MISSOULA — A former University of Montana strength coach has filed a complaint with the Montana Human Rights Bureau alleging his contract wasn’t renewed because of health problems and his claim that a female staff member was sexually harassed.

Scott Kirchmann filed a complaint in late March alleging school officials discriminated against him due to neck problems that required surgery. It said school officials informed him on Oct. 10 they would not renew his contract.

Just a day before they made the announcement, Kirchmann had complained that a female trainer had been subjected to derogatory, sexually explicit and demeaning jokes and remarks made by another member of the training staff.

In May, less than two weeks after the Missoulian reported someone had filed a federal sexual discrimination claim against the football program, Kirchmann amended his March complaint to allege the nonrenewal also was retaliation for the sexual harassment claim.
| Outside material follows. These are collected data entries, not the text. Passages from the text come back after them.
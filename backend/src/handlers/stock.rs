//! HTTP handlers for stock ledger endpoints

use std::collections::HashMap;

use axum::{
    extract::{Path, Query, State},
    Json,
};
use serde::{Deserialize, Serialize};

use shared::{ItemType, LedgerEntry, StockKey};

use crate::error::AppResult;
use crate::repository::LedgerFilter;
use crate::services::stock::AdjustStockInput;
use crate::AppState;

/// Query parameters for ledger history
#[derive(Debug, Deserialize, Default)]
pub struct LedgerQuery {
    pub workstation_id: Option<i64>,
    pub item_type: Option<ItemType>,
    pub item_id: Option<i64>,
}

/// Query parameters for recent ledger entries
#[derive(Debug, Deserialize, Default)]
pub struct RecentQuery {
    pub limit: Option<i64>,
}

/// One stock balance line in a workstation level report
#[derive(Debug, Serialize)]
pub struct StockLevel {
    pub item_type: ItemType,
    pub item_id: i64,
    pub quantity: i64,
}

/// Record a manual stock adjustment
pub async fn adjust_stock(
    State(state): State<AppState>,
    Json(input): Json<AdjustStockInput>,
) -> AppResult<Json<LedgerEntry>> {
    let entry = state.stock.adjust(input).await?;
    Ok(Json(entry))
}

/// Current stock levels at one workstation
pub async fn get_stock_levels(
    State(state): State<AppState>,
    Path(workstation_id): Path<i64>,
) -> AppResult<Json<Vec<StockLevel>>> {
    let snapshot: HashMap<StockKey, i64> = state.stock.snapshot(workstation_id).await?;
    let mut levels: Vec<StockLevel> = snapshot
        .into_iter()
        .map(|(key, quantity)| StockLevel {
            item_type: key.item_type,
            item_id: key.item_id,
            quantity,
        })
        .collect();
    levels.sort_by_key(|level| (level.item_type.as_str(), level.item_id));
    Ok(Json(levels))
}

/// Ledger history matching the filter, newest first
pub async fn get_ledger(
    State(state): State<AppState>,
    Query(query): Query<LedgerQuery>,
) -> AppResult<Json<Vec<LedgerEntry>>> {
    let entries = state
        .stock
        .history(LedgerFilter {
            workstation_id: query.workstation_id,
            item_type: query.item_type,
            item_id: query.item_id,
        })
        .await?;
    Ok(Json(entries))
}

/// Most recent ledger entries across all keys
pub async fn get_recent_ledger(
    State(state): State<AppState>,
    Query(query): Query<RecentQuery>,
) -> AppResult<Json<Vec<LedgerEntry>>> {
    let entries = state.stock.recent(query.limit).await?;
    Ok(Json(entries))
}
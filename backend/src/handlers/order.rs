//! HTTP handlers for order management endpoints

use axum::{
    extract::{Path, Query, State},
    Json,
};
use serde::Deserialize;
use uuid::Uuid;

use shared::{Order, OrderKind, OrderStatus};

use crate::error::AppResult;
use crate::repository::OrderFilter;
use crate::services::fulfillment::FulfillmentOutcome;
use crate::services::order::CreateOrderInput;
use crate::AppState;

/// Query parameters for listing orders
#[derive(Debug, Deserialize, Default)]
pub struct OrderListQuery {
    pub workstation_id: Option<i64>,
    pub status: Option<OrderStatus>,
    pub kind: Option<OrderKind>,
}

/// Create an order
pub async fn create_order(
    State(state): State<AppState>,
    Json(input): Json<CreateOrderInput>,
) -> AppResult<Json<Order>> {
    let order = state.orders.create_order(input).await?;
    Ok(Json(order))
}

/// List orders
pub async fn list_orders(
    State(state): State<AppState>,
    Query(query): Query<OrderListQuery>,
) -> AppResult<Json<Vec<Order>>> {
    let orders = state
        .orders
        .list_orders(OrderFilter {
            workstation_id: query.workstation_id,
            status: query.status,
            kind: query.kind,
        })
        .await?;
    Ok(Json(orders))
}

/// Get an order by id
pub async fn get_order(
    State(state): State<AppState>,
    Path(id): Path<Uuid>,
) -> AppResult<Json<Order>> {
    let order = state.orders.get_order(id).await?;
    Ok(Json(order))
}

/// Get an order by order number
pub async fn get_order_by_number(
    State(state): State<AppState>,
    Path(order_number): Path<String>,
) -> AppResult<Json<Order>> {
    let order = state.orders.get_by_number(&order_number).await?;
    Ok(Json(order))
}

/// Get every order in the chain containing the given order number
pub async fn get_order_chain(
    State(state): State<AppState>,
    Path(order_number): Path<String>,
) -> AppResult<Json<Vec<Order>>> {
    let orders = state.orders.chain(&order_number).await?;
    Ok(Json(orders))
}

/// Confirm an order and classify it against current stock
pub async fn confirm_order(
    State(state): State<AppState>,
    Path(id): Path<Uuid>,
) -> AppResult<Json<Order>> {
    let order = state.orders.confirm_order(id).await?;
    Ok(Json(order))
}

/// Start work on an order
pub async fn start_order(
    State(state): State<AppState>,
    Path(id): Path<Uuid>,
) -> AppResult<Json<Order>> {
    let order = state.orders.start_order(id).await?;
    Ok(Json(order))
}

/// Halt an order
pub async fn halt_order(
    State(state): State<AppState>,
    Path(id): Path<Uuid>,
) -> AppResult<Json<Order>> {
    let order = state.orders.halt_order(id).await?;
    Ok(Json(order))
}

/// Resume a halted order
pub async fn resume_order(
    State(state): State<AppState>,
    Path(id): Path<Uuid>,
) -> AppResult<Json<Order>> {
    let order = state.orders.resume_order(id).await?;
    Ok(Json(order))
}

/// Abandon a halted order
pub async fn abandon_order(
    State(state): State<AppState>,
    Path(id): Path<Uuid>,
) -> AppResult<Json<Order>> {
    let order = state.orders.abandon_order(id).await?;
    Ok(Json(order))
}

/// Cancel an order that has not started
pub async fn cancel_order(
    State(state): State<AppState>,
    Path(id): Path<Uuid>,
) -> AppResult<Json<Order>> {
    let order = state.orders.cancel_order(id).await?;
    Ok(Json(order))
}

/// Escalate an order to downstream order creation
pub async fn escalate_order(
    State(state): State<AppState>,
    Path(id): Path<Uuid>,
) -> AppResult<Json<Order>> {
    let order = state.orders.escalate_order(id).await?;
    Ok(Json(order))
}

/// Attempt fulfillment of an order from current stock
pub async fn fulfill_order(
    State(state): State<AppState>,
    Path(id): Path<Uuid>,
) -> AppResult<Json<FulfillmentOutcome>> {
    let outcome = state.fulfillment.fulfill(id).await?;
    Ok(Json(outcome))
}
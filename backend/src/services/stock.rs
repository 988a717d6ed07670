//! Stock ledger service
//!
//! Thin validation layer over the stock repository. All mutation funnels
//! through `adjust`/`adjust_many`; history queries never mutate.

use std::collections::HashMap;
use std::sync::Arc;

use serde::Deserialize;
use validator::Validate;

use shared::{
    validate_delta, validate_workstation_id, ItemType, LedgerEntry, ReasonCode, StockAdjustment,
    StockKey,
};

use crate::error::{AppError, AppResult};
use crate::repository::{LedgerFilter, StockRepository};

const DEFAULT_RECENT_LIMIT: i64 = 50;
const MAX_RECENT_LIMIT: i64 = 500;

/// Input for a manual stock adjustment
#[derive(Debug, Deserialize, Validate)]
pub struct AdjustStockInput {
    #[validate(range(min = 1))]
    pub workstation_id: i64,
    pub item_type: ItemType,
    #[validate(range(min = 1))]
    pub item_id: i64,
    pub delta: i64,
    pub reason_code: ReasonCode,
    #[validate(length(max = 500))]
    pub notes: Option<String>,
}

/// Stock service for ledger adjustments and audit queries
#[derive(Clone)]
pub struct StockService {
    repo: Arc<dyn StockRepository>,
}

impl StockService {
    /// Create a new StockService instance
    pub fn new(repo: Arc<dyn StockRepository>) -> Self {
        Self { repo }
    }

    /// Apply one signed adjustment and return the journal entry
    pub async fn adjust(&self, input: AdjustStockInput) -> AppResult<LedgerEntry> {
        input
            .validate()
            .map_err(|e| AppError::ValidationError(e.to_string()))?;
        validate_workstation_id(input.workstation_id).map_err(|msg| AppError::Validation {
            field: "workstation_id".to_string(),
            message: msg.to_string(),
        })?;
        validate_delta(input.delta).map_err(|msg| AppError::Validation {
            field: "delta".to_string(),
            message: msg.to_string(),
        })?;

        let key = StockKey::new(input.workstation_id, input.item_type, input.item_id);
        let entry = self
            .repo
            .adjust(StockAdjustment {
                key,
                delta: input.delta,
                reason_code: input.reason_code,
                notes: input.notes,
            })
            .await?;

        tracing::info!(
            key = %entry.key,
            delta = entry.delta,
            balance_after = entry.balance_after,
            reason = entry.reason_code.as_str(),
            "Stock adjusted"
        );
        Ok(entry)
    }

    /// Apply a batch of adjustments as one atomic unit
    pub async fn adjust_many(
        &self,
        adjustments: Vec<StockAdjustment>,
    ) -> AppResult<Vec<LedgerEntry>> {
        for adjustment in &adjustments {
            validate_delta(adjustment.delta).map_err(|msg| AppError::Validation {
                field: "delta".to_string(),
                message: msg.to_string(),
            })?;
        }
        self.repo.adjust_many(adjustments).await
    }

    /// Current balance for one key
    pub async fn quantity(&self, key: StockKey) -> AppResult<i64> {
        self.repo.quantity(key).await
    }

    /// Current balances for every key at a workstation
    pub async fn snapshot(&self, workstation_id: i64) -> AppResult<HashMap<StockKey, i64>> {
        self.repo.snapshot(workstation_id).await
    }

    /// Ledger history matching the filter, newest first
    pub async fn history(&self, filter: LedgerFilter) -> AppResult<Vec<LedgerEntry>> {
        self.repo.history(filter).await
    }

    /// Most recent ledger entries, newest first
    pub async fn recent(&self, limit: Option<i64>) -> AppResult<Vec<LedgerEntry>> {
        let limit = limit
            .unwrap_or(DEFAULT_RECENT_LIMIT)
            .clamp(1, MAX_RECENT_LIMIT);
        self.repo.recent(limit).await
    }
}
KECI-TV was first to report the harassment complaint Tuesday.

Lucy France, special assistant to UM’s legal counsel, told KECI that the school takes reports of sexual harassment seriously and would have investigated any claims if they were reported.

“We deny the charges, and we’re confident the evidence will show the university has acted responsibly,” said Kevin McRae, associate commissioner for higher education for communications and human resources. “The first complaint says one thing, but the amended complaint says something entirely different. Whichever story he picks, we’re confident the evidence supports neither one.”

Kirchmann’s amended complaint said he emailed then-assistant athletic director Jean Gee on Oct. 9 to ask that she or someone investigate the alleged sexual harassment of a co-worker. The next day, Gee and then-athletic director Jim O’Day notified him contract would not be renewed.

No reason was given, the complaint said.

His one-year contract included a standard stipulation that the university could decide not to renew it with at least five months’ notice without giving a reason, McRae said.

Kirchmann had worked for the university since June 2008 as director of athletic performance and had received a positive review just over a month before he was told his contract would not be renewed, the complaint said.

Kirchmann said he took leave under the Family Medical Leave Act in October to have neck surgery. Two months later, his son had surgery for a heart condition.

In January, Kirchmann said he emailed his supervisors to say he was returning to work on Feb. 1, but on Jan. 31 he received a letter from Gee notifying him that he had been placed on administrative leave due to his neck condition and his son’s medical problems.

“It is clear that the university did not want Scott Kirchmann around the campus to continue to report sexual harassment,” his attorney, Stacey Weldele-Wade wrote in the amended complaint.

He was paid his salary through the end of June.

The Human Rights Bureau has 180 days to investigate a complaint. If they find it has merit, they would forward their findings to the Equal Employment Opportunity Commission.